Time spent listening is one way to measure music fandom, but not the only way — and understanding this data requires context. For example, a high number of minutes spent listening could mean an active music fan, but it could also mean a passive listener streaming algorithmic playlists in the background of work all day. Another crucial differentiator is artist-focused listening versus song-focused listening. For example, it makes quite a difference for individual rightsholders whether someone listens to 12 hours of their favourite artist, or 12 hours of songs by 100 different artists.

So, to better contextualise our listening, we next plotted MIDiA staffers (and a handful of friends and family) by total listening time and number of artists listened to. This created four segments:

what Spotify Wrapped reveals

Purely in terms of streaming payouts, the passive listeners who stream all day would be more valuable than those who concentrate on their favourite artists, but spend less time listening overall. (Of course, more total listening also means the royalty pot gets divided up in more ways.) Yet, in terms of an artist’s longevity and connection to their fans, it is the latter who may be more valuable and who may be more likely to spend more on merch and tickets. The majority of people in our sample fell into this lower-left quadrant and among them are MIDiA’s most fervent music fans.

You can quickly see how the interests of Spotify, labels, and individual artists begin to diverge here. Spotify’s best interest is for users to listen for longer, regardless of what they listen to — but it may be even better for their listening to be more fragmented, such that the user’s strongest relationship on the platform is not with any particular artist, but with Spotify itself. The labels’ best interest is also in those fans who stream the most, but it is better if their listening is less fragmented, as fragmentation is slowly but steadily reducing the ability for superstars to dominate. For artists relying more on merchandise and tickets, it may in fact be the fans who stream less, but focus on artists more, who are the most valuable. 

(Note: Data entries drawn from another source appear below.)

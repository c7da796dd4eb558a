use crate::composer::Composer;
use crate::config::{Config, load_config};
use crate::model::{DeliveryStatus, FileHandle, Message};
use crate::pairing::PairingSession;
use crate::session::ChatSession;
use crate::store::ChatStore;
use crate::transport::SimulatedTransport;
use anyhow::{Context, Result};
use clap::{Parser, Subcommand};
use std::path::PathBuf;
use std::sync::Arc;

#[derive(Parser)]
#[command(name = "chatfront")]
#[command(about = "Conversation view-model demo for a WhatsApp Web style client")]
#[command(version = crate::VERSION)]
pub struct Cli {
    /// Path to a JSON config file
    #[arg(long, global = true)]
    config: Option<PathBuf>,

    #[command(subcommand)]
    command: Commands,
}

#[derive(Subcommand)]
enum Commands {
    /// List conversations with their latest message previews
    Chats {
        /// Case-insensitive name filter
        #[arg(long, short = 'q')]
        query: Option<String>,
    },
    /// Show the message history of one conversation
    History {
        #[arg(long)]
        chat: String,
    },
    /// Send a message (optionally with an attachment) to a conversation
    Send {
        #[arg(long)]
        chat: String,
        #[arg(long, short = 'm', default_value = "")]
        message: String,
        /// Attachment as name:content-type, e.g. photo.png:image/png
        #[arg(long)]
        attach: Option<String>,
    },
    /// Clear a conversation's history
    Clear {
        #[arg(long)]
        chat: String,
    },
    /// Mute or unmute a conversation
    Mute {
        #[arg(long)]
        chat: String,
        #[arg(long)]
        undo: bool,
    },
    /// Show a simulated QR pairing token
    Pair,
    /// Show store status
    Status,
}

pub async fn run() -> Result<()> {
    let cli = Cli::parse();
    let config = load_config(cli.config.as_deref())?;
    let store = build_store(&config);

    match cli.command {
        Commands::Chats { query } => cmd_chats(&store, query.as_deref()).await,
        Commands::History { chat } => cmd_history(&store, &chat).await,
        Commands::Send {
            chat,
            message,
            attach,
        } => cmd_send(&store, &config, &chat, &message, attach.as_deref()).await,
        Commands::Clear { chat } => cmd_clear(&store, &chat).await,
        Commands::Mute { chat, undo } => cmd_mute(&store, &chat, undo).await,
        Commands::Pair => cmd_pair(&config),
        Commands::Status => cmd_status(&store).await,
    }
}

fn build_store(config: &Config) -> Arc<ChatStore> {
    if config.load_sample_data {
        Arc::new(ChatStore::with_sample_data())
    } else {
        Arc::new(ChatStore::new())
    }
}

async fn cmd_chats(store: &Arc<ChatStore>, query: Option<&str>) -> Result<()> {
    if let Some(query) = query {
        for chat in store.search(query).await {
            println!("{}  {} ({})", chat.id, chat.name, chat.status);
        }
        return Ok(());
    }
    for entry in store.chat_list().await {
        let muted = if entry.conversation.muted { " 🔇" } else { "" };
        let preview = entry.preview.unwrap_or_else(|| "(no messages)".to_string());
        println!(
            "{}  {}{}  —  {}",
            entry.conversation.id, entry.conversation.name, muted, preview
        );
    }
    Ok(())
}

async fn cmd_history(store: &Arc<ChatStore>, chat: &str) -> Result<()> {
    let mut session = ChatSession::new(Arc::clone(store));
    let Some(conversation) = session.select(chat).await else {
        println!("No such conversation: {}", chat);
        return Ok(());
    };
    println!("{} — {}", conversation.name, conversation.status);
    let messages = session.messages().await;
    if messages.is_empty() {
        println!("No messages yet in this chat.");
        return Ok(());
    }
    for msg in &messages {
        print_message(msg);
    }
    Ok(())
}

async fn cmd_send(
    store: &Arc<ChatStore>,
    config: &Config,
    chat: &str,
    message: &str,
    attach: Option<&str>,
) -> Result<()> {
    let mut session = ChatSession::new(Arc::clone(store));
    let _ = session.select(chat).await;

    let attachment = attach.map(parse_attachment).transpose()?;
    let composer = Composer::with_transport(
        Arc::clone(store),
        Arc::new(SimulatedTransport::new(config.send_latency())),
    );

    match composer
        .submit(session.active_id(), message, attachment)
        .await?
    {
        Some(submission) => {
            println!("Sending…");
            submission.settled().await;
            for msg in session.messages().await {
                print_message(&msg);
            }
        }
        None => println!("Nothing sent."),
    }
    Ok(())
}

async fn cmd_clear(store: &Arc<ChatStore>, chat: &str) -> Result<()> {
    let removed = store.clear(chat).await;
    println!("Removed {} messages from {}", removed, chat);
    Ok(())
}

async fn cmd_mute(store: &Arc<ChatStore>, chat: &str, undo: bool) -> Result<()> {
    if store.set_muted(chat, !undo).await {
        println!("{} {}", if undo { "Unmuted" } else { "Muted" }, chat);
    } else {
        println!("No such conversation: {}", chat);
    }
    Ok(())
}

fn cmd_pair(config: &Config) -> Result<()> {
    let session = PairingSession::with_ttl(config.pairing_ttl());
    println!("Scan to link a device (simulated):");
    println!("  {}", session.qr_payload());
    println!("  expires in {}s", session.seconds_remaining());
    Ok(())
}

async fn cmd_status(store: &Arc<ChatStore>) -> Result<()> {
    println!("{} chatfront v{}", crate::LOGO, crate::VERSION);
    println!("conversations: {}", store.conversations().await.len());
    println!("messages:      {}", store.message_count().await);
    Ok(())
}

/// Parse `name:content-type` into an attachment handle. The byte size is
/// unknown for a simulated attachment, so it is reported as zero.
fn parse_attachment(raw: &str) -> Result<FileHandle> {
    let (name, content_type) = raw
        .rsplit_once(':')
        .with_context(|| format!("expected name:content-type, got {}", raw))?;
    Ok(FileHandle {
        handle: format!("local://{}", name),
        content_type: content_type.to_string(),
        name: name.to_string(),
        size: 0,
    })
}

fn print_message(msg: &Message) {
    let direction = if msg.is_outbound() { "→" } else { "←" };
    let sender = msg
        .sender_name
        .as_deref()
        .map(|s| format!("{}: ", s))
        .unwrap_or_default();
    let body = match (&msg.content, &msg.media) {
        (Some(text), Some(media)) => format!("{} [{}]", text, media.kind.label()),
        (Some(text), None) => text.clone(),
        (None, Some(media)) => format!("[{}]", media.kind.label()),
        (None, None) => String::new(),
    };
    let status = match msg.status {
        Some(DeliveryStatus::Sending) => " ⏳",
        Some(DeliveryStatus::Sent) => " ✓",
        Some(DeliveryStatus::Delivered) => " ✓✓",
        Some(DeliveryStatus::Read) => " ✓✓ (read)",
        None => "",
    };
    println!(
        "[{}] {} {}{}{}",
        msg.display_time(),
        direction,
        sender,
        body,
        status
    );
}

The lesson here is that all types of streaming are not made equal — and in fact, the music industry needs all types of listeners. Each plays a separate role in building artist careers with strong fanbases, longevity, and sustainable income.

3. Streaming’s last cultural moment? 

There was a time somewhere around the mid-2010s when cultural moments happened on streaming platforms. Think Spotify’s RapCaviar playlist and the heyday of its Best New Artist Grammys party, Frank Ocean surprise-dropping Blonde exclusively on Apple Music, or Beyoncé doing the same for Lemonade on TIDAL. 

Over the 2020s thus far, streaming has steadily lost cultural capital to social, and in particular, social video. Scenes, fandom, and culture happen on social platforms and trickle down to streaming, not the other way around. Spotify’s Wrapped is arguably the last streaming-oriented cultural moment standing. But is Wrapped even a streaming moment when everything about it is designed for social media?

Something else has changed, too. Wrapped has become so co-opted by brands and meme culture that the number of posts riffing on Wrapped seem to eclipse the number of posts that are actually Wrapped. While these sorts of posts might be thought of as free marketing for Spotify, we are at the point where they are competing with Spotify for consumers’ time and attention. A similar trend is developing across entertainment: today’s consumers may spend more time engaging with user-generated content around a brand than with the brand itself. The strongest takeaway from this year’s Wrapped may be that social is where music moments happen — even streaming ones.